> _Problem to solve_: Filter the data for lines with the word "from" and copy those lines.

*** Data for this exercise Section Begins ***

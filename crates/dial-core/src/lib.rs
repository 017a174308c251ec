//! Dial widget definitions: resolve an XML dial document into a
//! renderer-ready configuration.
//!
//! A dial definition holds the value displayed by the needle, the display
//! bounds, a list of painted intervals, and presentation attributes (paints,
//! fonts, shape, opacity). This crate does not generate an image of the
//! dial; it only builds the [`DialConfiguration`] that a rendering engine
//! consumes. The document format carries several historical revisions of the
//! same concepts, and the resolver prefers the current shapes while
//! accepting — and reporting — the deprecated ones.

pub mod data;
pub mod diag;
pub mod dial;
pub mod paint;
pub mod range;

pub use dial_xml::{parse_document, Element, XmlError};

pub use data::{to_numbers, Cell, DataGrid, NumberFormat};
pub use diag::{Diagnostic, DiagnosticSink, LogSink, RecordingSink};
pub use dial::{DialConfiguration, DialResolver, DialShape};
pub use paint::{Color, FontSpec, GradientPaint, Paint, RenderContext, TexturePaint};
pub use range::{Interval, Range, RangeModel};

use thiserror::Error;

/// Error type produced when a dial definition fails to construct.
///
/// A fatal error means the whole definition is rejected; no partially
/// populated configuration is ever returned.
#[derive(Debug, Error)]
pub enum DialError {
    /// The document itself could not be parsed.
    #[error(transparent)]
    Xml(#[from] dial_xml::XmlError),
    /// The document contains no `dial` element.
    #[error("document has no <dial> element")]
    MissingDial,
    /// A required child element is absent.
    #[error("missing required element <{element}> in <{parent}>")]
    MissingElement { parent: String, element: String },
    /// Numeric text failed to parse where a number is mandated.
    #[error("invalid number in <{element}>: '{text}'")]
    InvalidNumber { element: String, text: String },
    /// Numeric text parsed to NaN or an infinity.
    #[error("non-finite value in <{element}>: '{text}'")]
    NonFinite { element: String, text: String },
    /// A required color could not be resolved.
    #[error("unknown color in <{element}>: '{text}'")]
    InvalidColor { element: String, text: String },
    /// An interval's minimum exceeds its maximum.
    #[error("interval '{label}' has minimum {lower} above maximum {upper}")]
    InvertedRange { label: String, lower: f64, upper: f64 },
    /// A data row supplied explicit bounds in the wrong order.
    #[error("data row bounds are inverted: minimum {minimum} above maximum {maximum}")]
    InvertedBounds { minimum: f64, maximum: f64 },
    /// The seed data row holds no numeric cells at all.
    #[error("data row contains no numeric cells")]
    NoNumericData,
    /// The seed data row declares bounds but too few cells are numeric.
    #[error("data row declares bounds but holds fewer than three numeric cells")]
    MissingBounds,
}
//! Value/bounds model backing a dial: a clamped or auto-expanding range plus
//! the labelled display intervals painted onto the scale.

use crate::paint::{Color, Paint};

/// Inclusive numeric range of a display interval.
#[derive(Debug, Clone, Copy, PartialEq)]
pub struct Range {
    pub lower: f64,
    pub upper: f64,
}

impl Range {
    pub fn new(lower: f64, upper: f64) -> Self {
        debug_assert!(lower <= upper, "inverted range");
        Range { lower, upper }
    }
}

/// Labelled sub-range of the dial scale with its own outline and fill.
///
/// Intervals are advisory painting zones: they are not required to be
/// disjoint or to tile the dial's overall range.
#[derive(Debug, Clone, PartialEq)]
pub struct Interval {
    pub label: String,
    pub range: Range,
    pub outline: Color,
    pub outline_width: f32,
    pub fill: Option<Paint>,
}

/// Holds the live value, the display bounds, and the interval list, and keeps
/// them mutually consistent on every mutation.
///
/// The `range_limited` flag selects the consistency policy and is fixed
/// configuration rather than transitioning state: in clamped mode
/// (`range_limited = true`) out-of-range values are clamped and the bounds
/// never move; in auto-expand mode a violated bound is widened to admit the
/// new value exactly.
#[derive(Debug, Clone, PartialEq)]
pub struct RangeModel {
    value: f64,
    minimum: f64,
    maximum: f64,
    range_limited: bool,
    intervals: Vec<Interval>,
}

impl RangeModel {
    pub fn new(value: f64, minimum: f64, maximum: f64, range_limited: bool) -> Self {
        debug_assert!(minimum <= maximum, "inverted bounds");
        RangeModel {
            value,
            minimum,
            maximum,
            range_limited,
            intervals: Vec::new(),
        }
    }

    /// Model with no meaningful bounds yet: the widest sentinel pair in
    /// auto-expand mode. Bounds are expected to be supplied later, either
    /// explicitly, by [`derive_min_max`](Self::derive_min_max), or by the
    /// first interval.
    pub fn unbounded(value: f64) -> Self {
        RangeModel::new(value, f64::MIN_POSITIVE, f64::MAX, false)
    }

    pub fn value(&self) -> f64 {
        self.value
    }

    pub fn minimum(&self) -> f64 {
        self.minimum
    }

    pub fn maximum(&self) -> f64 {
        self.maximum
    }

    pub fn range_limited(&self) -> bool {
        self.range_limited
    }

    pub fn intervals(&self) -> &[Interval] {
        &self.intervals
    }

    pub fn set_range_limited(&mut self, range_limited: bool) {
        self.range_limited = range_limited;
    }

    /// Replace both bounds, e.g. with explicit values from a data row.
    pub fn set_bounds(&mut self, minimum: f64, maximum: f64) {
        debug_assert!(minimum <= maximum, "inverted bounds");
        self.minimum = minimum;
        self.maximum = maximum;
    }

    /// Set the displayed value.
    ///
    /// Clamped mode keeps the bounds and clamps the value; auto-expand mode
    /// keeps the value and widens the violated bound.
    pub fn set_value(&mut self, value: f64) {
        debug_assert!(value.is_finite(), "non-finite dial value");
        if self.range_limited {
            self.value = value.clamp(self.minimum, self.maximum);
        } else {
            self.value = value;
            if value < self.minimum {
                self.minimum = value;
            } else if value > self.maximum {
                self.maximum = value;
            }
        }
    }

    /// Derive display bounds from a single observed value.
    ///
    /// Only runs in clamped mode; in auto-expand mode whatever bounds the
    /// model already carries stand. The upper bound starts at 0.1 and grows
    /// through a fixed multiplicative schedule (x2, then x2.5, then x2 per
    /// round) until it covers `|value|`; the exact schedule is a behavioral
    /// contract, not an approximation. The lower bound is 0 for non-negative
    /// values and the mirrored `-max` otherwise.
    pub fn derive_min_max(&mut self, value: f64) {
        if !self.range_limited {
            return;
        }
        let mut max = 0.1;
        let abs = value.abs();
        while max < abs {
            max *= 2.0;
            if max < abs {
                max *= 2.5;
            }
            if max < abs {
                max *= 2.0;
            }
        }
        self.minimum = if value >= 0.0 { 0.0 } else { -max };
        self.maximum = max;
    }

    /// Append an interval, in document order.
    ///
    /// In clamped mode the first interval seeds the bounds outright; after
    /// that (and always in auto-expand mode) bounds only ever widen to cover
    /// the interval, never narrow.
    pub fn add_interval(&mut self, interval: Interval) {
        let Range { lower, upper } = interval.range;
        self.intervals.push(interval);
        if self.range_limited && self.intervals.len() == 1 {
            self.minimum = lower;
            self.maximum = upper;
        } else {
            if lower < self.minimum {
                self.minimum = lower;
            }
            if upper > self.maximum {
                self.maximum = upper;
            }
        }
    }
}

*** Data for this exercise Section Ends ***

> _Completed exercise_:
    Xml(#[from] dial_xml::XmlError),
    /// Replace both bounds, e.g. with explicit values from a data row.
    /// Derive display bounds from a single observed value.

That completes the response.